── Data for processing

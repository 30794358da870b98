//! Module Host Abstraction
//!
//! The host is the surrounding runtime object that performs native module
//! invocation and emits module events. In a WebF page this is the `webf`
//! global; native shells provide an in-process equivalent.

use std::fmt;
use std::sync::Arc;

use serde::{Deserialize, Serialize};
use serde_json::Value;

use crate::{
    error::Result,
    platform::{ModuleListener, PlatformSendSync},
};

/// Generic primitives a host may expose.
///
/// Hosts are allowed to ship without any of them (for example an older
/// runtime without module events), so callers query [`ModuleHost::supports`]
/// before relying on one.
#[derive(Debug, Clone, Copy, PartialEq, Eq, Hash)]
pub enum HostPrimitive {
    /// `invokeModuleAsync(moduleName, method, ...args)`
    InvokeModuleAsync,
    /// `addWebfModuleListener(moduleName, callback)`
    AddModuleListener,
    /// `removeWebfModuleListener(moduleName)`
    RemoveModuleListener,
}

impl HostPrimitive {
    /// Name of the primitive as exposed on the host object.
    pub fn js_name(&self) -> &'static str {
        match self {
            HostPrimitive::InvokeModuleAsync => "invokeModuleAsync",
            HostPrimitive::AddModuleListener => "addWebfModuleListener",
            HostPrimitive::RemoveModuleListener => "removeWebfModuleListener",
        }
    }
}

impl fmt::Display for HostPrimitive {
    fn fmt(&self, f: &mut fmt::Formatter<'_>) -> fmt::Result {
        f.write_str(self.js_name())
    }
}

/// Generic module event as delivered by the host.
///
/// Both fields are optional on the wire: hosts have been observed to emit
/// events without a `detail`, and a missing `type` simply matches no handler.
#[derive(Debug, Clone, PartialEq, Default, Serialize, Deserialize)]
pub struct ModuleEvent {
    /// Event-type tag, e.g. `"themechange"`.
    #[serde(rename = "type", default, skip_serializing_if = "Option::is_none")]
    pub event_type: Option<String>,
    /// Opaque payload; `None` when the host sent `undefined`/`null`.
    #[serde(default, skip_serializing_if = "Option::is_none")]
    pub detail: Option<Value>,
}

impl ModuleEvent {
    pub fn new(event_type: impl Into<String>, detail: Value) -> Self {
        Self {
            event_type: Some(event_type.into()),
            detail: match detail {
                Value::Null => None,
                other => Some(other),
            },
        }
    }

    pub fn without_detail(event_type: impl Into<String>) -> Self {
        Self {
            event_type: Some(event_type.into()),
            detail: None,
        }
    }
}

/// Host bridge trait
///
/// Exposes the generic "invoke a native module method" and "listen to native
/// module events" primitives. Every typed feature module is layered on these
/// four calls.
///
/// # Contract
///
/// - `invoke_module_async` resolves with the raw tagged response
///   (`{ "type": "ok", "value": .. }` or `{ "type": "err", "message": .. }`).
///   Hosts are not trusted to respect that shape; normalization happens in
///   the caller. An `Err` means the call itself broke (transport failure).
/// - At most one listener per module name is held by the host. Registering a
///   second one replaces the first.
/// - `add_module_listener` and `remove_module_listener` must not dispatch
///   events synchronously.
///
/// # Example
///
/// ```ignore
/// use bridge_traits::host::{HostPrimitive, ModuleHost};
///
/// async fn adapter_state(host: &dyn ModuleHost) -> Option<serde_json::Value> {
///     if !host.supports(HostPrimitive::InvokeModuleAsync) {
///         return None;
///     }
///     host.invoke_module_async("Ble", "getAdapterState", vec![]).await.ok()
/// }
/// ```
#[cfg_attr(target_arch = "wasm32", async_trait::async_trait(?Send))]
#[cfg_attr(not(target_arch = "wasm32"), async_trait::async_trait)]
pub trait ModuleHost: PlatformSendSync {
    /// Whether the host currently exposes `primitive`.
    fn supports(&self, primitive: HostPrimitive) -> bool;

    /// Invoke `method` on `module_name` and return the raw host response.
    ///
    /// A host response of `undefined` is reported as `Value::Null`.
    async fn invoke_module_async(
        &self,
        module_name: &str,
        method: &str,
        args: Vec<Value>,
    ) -> Result<Value>;

    /// Attach the single host-level listener for `module_name`.
    fn add_module_listener(&self, module_name: &str, listener: ModuleListener) -> Result<()>;

    /// Detach the host-level listener for `module_name`, if any.
    fn remove_module_listener(&self, module_name: &str) -> Result<()>;
}

/// Locates the host in the ambient environment.
///
/// Implementations must not cache: the host may attach itself after the
/// locator is created, or disappear again.
pub trait HostLocator: PlatformSendSync {
    fn locate_host(&self) -> Option<Arc<dyn ModuleHost>>;
}

/// Locator that always yields the same handle (or none).
///
/// Useful for embedding a host that is known up front, and in tests.
#[derive(Clone, Default)]
pub struct StaticHostLocator {
    host: Option<Arc<dyn ModuleHost>>,
}

impl StaticHostLocator {
    pub fn new(host: Arc<dyn ModuleHost>) -> Self {
        Self { host: Some(host) }
    }

    /// A locator for an environment without any host.
    pub fn absent() -> Self {
        Self { host: None }
    }
}

impl HostLocator for StaticHostLocator {
    fn locate_host(&self) -> Option<Arc<dyn ModuleHost>> {
        self.host.clone()
    }
}

impl fmt::Debug for StaticHostLocator {
    fn fmt(&self, f: &mut fmt::Formatter<'_>) -> fmt::Result {
        f.debug_struct("StaticHostLocator")
            .field("host", &self.host.as_ref().map(|_| "ModuleHost { ... }"))
            .finish()
    }
}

────

**Exercise**. The required output is the number of lines in the records that contain the word "StaticHostLocator", with nothing added.

**Exercise response**. 5